#### GIVEN ENTRIES

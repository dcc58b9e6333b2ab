//! Password, refresh, logout, and validation endpoints.

// crates.io
use axum::{
	Json,
	extract::State,
	http::{HeaderMap, StatusCode},
	response::{IntoResponse, Response},
};
// self
use crate::{
	_prelude::*,
	api::{AppState, SessionBody, bearer_token},
	error::AuthenticationError,
	flows::Registration,
};

/// `POST /auth/login` body.
#[derive(Default, Deserialize)]
#[serde(default, rename_all = "camelCase")]
pub struct LoginRequest {
	email: String,
	password: String,
}

/// `POST /auth/refresh-token` and `POST /auth/logout` body.
#[derive(Debug, Default, Deserialize)]
#[serde(default, rename_all = "camelCase")]
pub struct RefreshRequest {
	refresh_token: String,
}

/// `POST /auth/register`.
pub async fn register(
	State(state): State<AppState>,
	Json(registration): Json<Registration>,
) -> Result<(StatusCode, Json<SessionBody>)> {
	let grant = state.authority.register(registration).await?;

	Ok((StatusCode::CREATED, Json(grant.into())))
}

/// `POST /auth/login`.
pub async fn login(
	State(state): State<AppState>,
	Json(request): Json<LoginRequest>,
) -> Result<Json<SessionBody>> {
	let grant = state.authority.login(&request.email, &request.password).await?;

	Ok(Json(grant.into()))
}

/// `POST /auth/refresh-token`.
pub async fn refresh_token(
	State(state): State<AppState>,
	Json(request): Json<RefreshRequest>,
) -> Result<Json<SessionBody>> {
	let grant = state.authority.refresh(&request.refresh_token).await?;

	Ok(Json(grant.into()))
}

/// `POST /auth/logout`; always succeeds.
pub async fn logout(
	State(state): State<AppState>,
	headers: HeaderMap,
	request: Option<Json<RefreshRequest>>,
) -> Json<serde_json::Value> {
	let refresh_token = request.as_ref().map(|Json(request)| request.refresh_token.as_str());
	let revoked = state.authority.logout(bearer_token(&headers), refresh_token).await;

	tracing::debug!(revoked, "logout");

	Json(serde_json::json!({ "message": "Logged out successfully." }))
}

/// `GET /auth/validate`.
pub async fn validate(State(state): State<AppState>, headers: HeaderMap) -> Response {
	let result = match bearer_token(&headers) {
		Some(token) => state.authority.authenticate(token).await,
		None => Err(AuthenticationError::MissingBearer.into()),
	};

	match result {
		Ok(principal) =>
			Json(serde_json::json!({ "valid": true, "principal": principal })).into_response(),
		Err(e) if e.is_internal() => e.into_response(),
		Err(e) => (
			StatusCode::UNAUTHORIZED,
			Json(serde_json::json!({ "valid": false, "message": e.to_string() })),
		)
			.into_response(),
	}
}
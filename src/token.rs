//! Signed token minting and verification.
//!
//! Access tokens are stateless HS256 JWTs checked only by signature and expiry. Refresh
//! credentials are HS256 JWTs signed with a separate secret and carrying a rotation nonce, so
//! each issuance yields a distinct value; their authority comes from the stored row, not the
//! signature alone.

pub mod claims;
pub mod issuer;
pub mod validator;

pub use claims::*;
pub use issuer::*;
pub use validator::*;

// crates.io
use jsonwebtoken::{Algorithm, DecodingKey, Validation};
// self
use crate::{_prelude::*, auth::PrincipalId};

/// Default client-side skew buffer applied before treating an access token as expired.
pub const DEFAULT_SKEW_BUFFER: Duration = Duration::seconds(60);

#[derive(Deserialize)]
struct UnverifiedClaims {
	exp: i64,
	sub: Option<PrincipalId>,
}

/// Reads the `exp` claim without verifying the signature.
///
/// Only for client-side freshness checks; never for authorization decisions.
pub fn peek_expiry(token: &str) -> Option<OffsetDateTime> {
	OffsetDateTime::from_unix_timestamp(peek(token)?.exp).ok()
}

/// Reads the `sub` claim without verifying the signature.
///
/// Lets a client recognize its own principal when it was handed a bare pair.
pub fn peek_subject(token: &str) -> Option<PrincipalId> {
	peek(token)?.sub
}

fn peek(token: &str) -> Option<UnverifiedClaims> {
	let mut validation = Validation::new(Algorithm::HS256);

	validation.insecure_disable_signature_validation();
	validation.validate_exp = false;

	jsonwebtoken::decode::<UnverifiedClaims>(token, &DecodingKey::from_secret(&[]), &validation)
		.ok()
		.map(|data| data.claims)
}

/// Returns `true` if `token` expires within `buffer` of `now`. Undecodable tokens count as
/// expired.
pub fn is_expired_at(token: &str, buffer: Duration, now: OffsetDateTime) -> bool {
	match peek_expiry(token) {
		Some(expires_at) => expires_at - buffer <= now,
		None => true,
	}
}
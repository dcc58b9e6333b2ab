//! Server-side flows orchestrated by the [`Authority`] facade.

pub mod common;
pub mod federation;
pub mod login;
pub mod principal;
pub mod refresh;
pub mod revoke;

pub use common::*;
pub use login::*;
pub use refresh::*;

// self
use crate::{
	_prelude::*,
	auth::{Principal, PrincipalId, TokenPair},
	broadcast::SessionBroadcaster,
	config::AuthConfig,
	error::{AuthenticationError, ConfigError},
	federation::IdentityProvider,
	store::CredentialStore,
	token::{TokenIssuer, TokenValidator},
};

/// Issues, validates, rotates, and revokes credentials for one deployment.
///
/// The authority owns the record store, the token signer and verifier, the tenant broadcaster,
/// and the optional identity provider so individual flows only carry their own logic. Cloning
/// is cheap and clones share state.
#[derive(Clone)]
pub struct Authority {
	/// Record store holding principals and refresh credentials.
	pub store: Arc<dyn CredentialStore>,
	/// Token signer.
	pub issuer: TokenIssuer,
	/// Token verifier.
	pub validator: TokenValidator,
	/// Tenant fan-out hub notified after every successful rotation.
	pub broadcaster: SessionBroadcaster,
	/// Identity provider used by federated sign-in, if configured.
	pub identity_provider: Option<Arc<dyn IdentityProvider>>,
	/// Shared counters for refresh outcomes.
	pub refresh_metrics: Arc<RefreshMetrics>,
	config: Arc<AuthConfig>,
}
impl Authority {
	/// Creates an authority; fails fast when a signing secret is missing.
	pub fn new(store: Arc<dyn CredentialStore>, config: AuthConfig) -> Result<Self, ConfigError> {
		Ok(Self {
			store,
			issuer: TokenIssuer::new(&config)?,
			validator: TokenValidator::new(&config)?,
			broadcaster: SessionBroadcaster::default(),
			identity_provider: None,
			refresh_metrics: Default::default(),
			config: Arc::new(config),
		})
	}

	/// Shares an existing broadcaster (e.g. with other authorities in the same process).
	pub fn with_broadcaster(mut self, broadcaster: SessionBroadcaster) -> Self {
		self.broadcaster = broadcaster;

		self
	}

	/// Attaches the identity provider used by federated sign-in.
	pub fn with_identity_provider(mut self, provider: Arc<dyn IdentityProvider>) -> Self {
		self.identity_provider = Some(provider);

		self
	}

	/// Active configuration.
	pub fn config(&self) -> &AuthConfig {
		&self.config
	}

	/// Mints a pair for `principal` and atomically replaces whatever refresh credential it held.
	///
	/// Callers are expected to have checked that the principal exists.
	pub async fn issue(&self, principal: PrincipalId) -> Result<TokenPair> {
		let minted = self.issuer.mint(principal, OffsetDateTime::now_utc()).inspect_err(|e| {
			tracing::error!(error = %e, "token signing failed");
		})?;
		let displaced = self.store.replace_credential(minted.credential).await?;

		tracing::debug!(%principal, replaced = displaced.is_some(), "issued credential pair");

		Ok(minted.pair)
	}

	/// Verifies a bearer access token and loads its principal.
	pub async fn authenticate(&self, access_token: &str) -> Result<Principal> {
		let claims = self.validator.validate_access(access_token).map_err(|rejection| {
			tracing::debug!(%rejection, "access token rejected");

			AuthenticationError::AccessRejected(rejection)
		})?;

		let principal =
			self.store.principal(claims.sub).await?.ok_or(AuthenticationError::PrincipalNotFound)?;

		Ok(principal)
	}
}
impl Debug for Authority {
	fn fmt(&self, f: &mut Formatter) -> FmtResult {
		f.debug_struct("Authority")
			.field("issuer", &self.issuer)
			.field("broadcaster", &self.broadcaster)
			.field("federation_enabled", &self.identity_provider.is_some())
			.finish()
	}
}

########

▶ **REQUIRED WORK**
Read the records above. Show each line that has the string "Duration".

▶ **RESPONSE FOR THIS EXERCISE**
pub const DEFAULT_SKEW_BUFFER: Duration = Duration::seconds(60);
pub fn is_expired_at(token: &str, buffer: Duration, now: OffsetDateTime) -> bool {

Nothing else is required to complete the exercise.